BEGIN Dataset extract
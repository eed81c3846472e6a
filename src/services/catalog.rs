use crate::{
    entities::{
        booking,
        service::{self, ServiceCategory},
        service_media::{self, MediaType},
    },
    errors::ServiceError,
    services::{non_blank, page_bounds},
    storage::{extension_of, public_url, FileStore, UploadFolder},
};
use chrono::{DateTime, Utc};
use once_cell::sync::Lazy;
use regex::Regex;
use rust_decimal::Decimal;
use sea_orm::{
    ActiveModelTrait, ColumnTrait, Condition, DatabaseConnection, EntityTrait, PaginatorTrait,
    QueryFilter, QueryOrder, QuerySelect, Set, TransactionTrait,
};
use serde::{Deserialize, Serialize};
use std::sync::Arc;
use tracing::{info, instrument};
use utoipa::{IntoParams, ToSchema};
use uuid::Uuid;
use validator::{Validate, ValidationError};

static SLUG_PATTERN: Lazy<Regex> =
    Lazy::new(|| Regex::new(r"^[a-z0-9]+(-[a-z0-9]+)*$").expect("slug pattern compiles"));

fn validate_slug(slug: &str) -> Result<(), ValidationError> {
    if SLUG_PATTERN.is_match(slug) {
        Ok(())
    } else {
        let mut err = ValidationError::new("slug");
        err.message = Some("must be lowercase words separated by single dashes".into());
        Err(err)
    }
}

pub(crate) fn validate_positive_amount(amount: &Decimal) -> Result<(), ValidationError> {
    if amount.is_sign_positive() && !amount.is_zero() {
        Ok(())
    } else {
        let mut err = ValidationError::new("amount");
        err.message = Some("must be greater than zero".into());
        Err(err)
    }
}

/// Lowercase ASCII words joined by single dashes, e.g. "Drone & Aerial" -> "drone-aerial".
pub fn slugify(name: &str) -> String {
    let mut slug = String::with_capacity(name.len());
    for ch in name.chars() {
        if ch.is_ascii_alphanumeric() {
            slug.push(ch.to_ascii_lowercase());
        } else if !slug.is_empty() && !slug.ends_with('-') {
            slug.push('-');
        }
    }
    slug.trim_end_matches('-').to_string()
}

#[derive(Debug, Clone, Default, Deserialize, ToSchema, IntoParams)]
#[into_params(parameter_in = Query)]
pub struct ServiceListQuery {
    pub page: Option<u64>,
    pub limit: Option<u64>,
    pub category: Option<ServiceCategory>,
    pub featured: Option<bool>,
    pub search: Option<String>,
    /// Honoured for admins only
    pub include_inactive: Option<bool>,
}

#[derive(Debug, Clone, Deserialize, Validate, ToSchema)]
pub struct CreateServiceRequest {
    #[validate(length(min = 2, max = 150, message = "must be 2-150 characters"))]
    pub name: String,
    #[validate(custom = "validate_slug")]
    pub slug: Option<String>,
    pub category: ServiceCategory,
    #[validate(length(min = 1, message = "is required"))]
    pub description: String,
    #[validate(custom = "validate_positive_amount")]
    pub price_from: Decimal,
    #[validate(length(min = 1, max = 255, message = "must be 1-255 characters"))]
    pub turnaround: String,
    pub is_active: Option<bool>,
    pub is_featured: Option<bool>,
}

#[derive(Debug, Clone, Default, Deserialize, Validate, ToSchema)]
pub struct UpdateServiceRequest {
    #[validate(length(min = 2, max = 150, message = "must be 2-150 characters"))]
    pub name: Option<String>,
    #[validate(custom = "validate_slug")]
    pub slug: Option<String>,
    pub category: Option<ServiceCategory>,
    pub description: Option<String>,
    #[validate(custom = "validate_positive_amount")]
    pub price_from: Option<Decimal>,
    #[validate(length(min = 1, max = 255, message = "must be 1-255 characters"))]
    pub turnaround: Option<String>,
    pub is_active: Option<bool>,
    pub is_featured: Option<bool>,
}

/// Metadata sent alongside a media upload
#[derive(Debug, Clone, Default, Deserialize, Validate, ToSchema)]
pub struct AddMediaInput {
    pub media_type: Option<MediaType>,
    pub position: Option<i32>,
    #[validate(length(max = 255, message = "must be at most 255 characters"))]
    pub caption: Option<String>,
}

#[derive(Debug, Clone, Default, Deserialize, Validate, ToSchema)]
pub struct UpdateMediaRequest {
    #[validate(range(min = 0, message = "must not be negative"))]
    pub position: Option<i32>,
    #[validate(length(max = 255, message = "must be at most 255 characters"))]
    pub caption: Option<String>,
}

#[derive(Debug, Clone, Serialize, ToSchema)]
pub struct MediaView {
    pub id: Uuid,
    pub service_id: Uuid,
    pub media_type: MediaType,
    pub file: String,
    pub url: String,
    pub position: i32,
    pub caption: Option<String>,
    pub created_at: DateTime<Utc>,
}

impl From<service_media::Model> for MediaView {
    fn from(model: service_media::Model) -> Self {
        let url = public_url(media_folder(model.media_type), &model.file);
        Self {
            id: model.id,
            service_id: model.service_id,
            media_type: model.media_type,
            file: model.file,
            url,
            position: model.position,
            caption: model.caption,
            created_at: model.created_at,
        }
    }
}

#[derive(Debug, Clone, Serialize, ToSchema)]
pub struct ServiceView {
    pub id: Uuid,
    pub name: String,
    pub slug: String,
    pub category: ServiceCategory,
    pub description: String,
    #[schema(value_type = String, example = "1000000.00")]
    pub price_from: Decimal,
    pub turnaround: String,
    pub is_active: bool,
    pub is_featured: bool,
    pub created_at: DateTime<Utc>,
    pub updated_at: DateTime<Utc>,
    #[serde(skip_serializing_if = "Option::is_none")]
    pub media: Option<Vec<MediaView>>,
}

impl From<service::Model> for ServiceView {
    fn from(model: service::Model) -> Self {
        Self {
            id: model.id,
            name: model.name,
            slug: model.slug,
            category: model.category,
            description: model.description,
            price_from: model.price_from,
            turnaround: model.turnaround,
            is_active: model.is_active,
            is_featured: model.is_featured,
            created_at: model.created_at,
            updated_at: model.updated_at,
            media: None,
        }
    }
}

fn media_folder(media_type: MediaType) -> UploadFolder {
    match media_type {
        MediaType::Image => UploadFolder::Images,
        MediaType::Video => UploadFolder::Videos,
    }
}

/// Guesses the media type from the file extension.
fn media_type_for(filename: &str) -> Option<MediaType> {
    let extension = extension_of(filename)?;
    if UploadFolder::Images
        .allowed_extensions()
        .contains(&extension.as_str())
    {
        Some(MediaType::Image)
    } else if UploadFolder::Videos
        .allowed_extensions()
        .contains(&extension.as_str())
    {
        Some(MediaType::Video)
    } else {
        None
    }
}

/// Service offerings ("layanan") and their media
#[derive(Clone)]
pub struct CatalogService {
    db: Arc<DatabaseConnection>,
    files: Arc<FileStore>,
}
END Dataset extract
» **Exercise**
The expected answer is a copy of each line above containing "push".

» **Result for this exercise**
            slug.push(ch.to_ascii_lowercase());
            slug.push('-');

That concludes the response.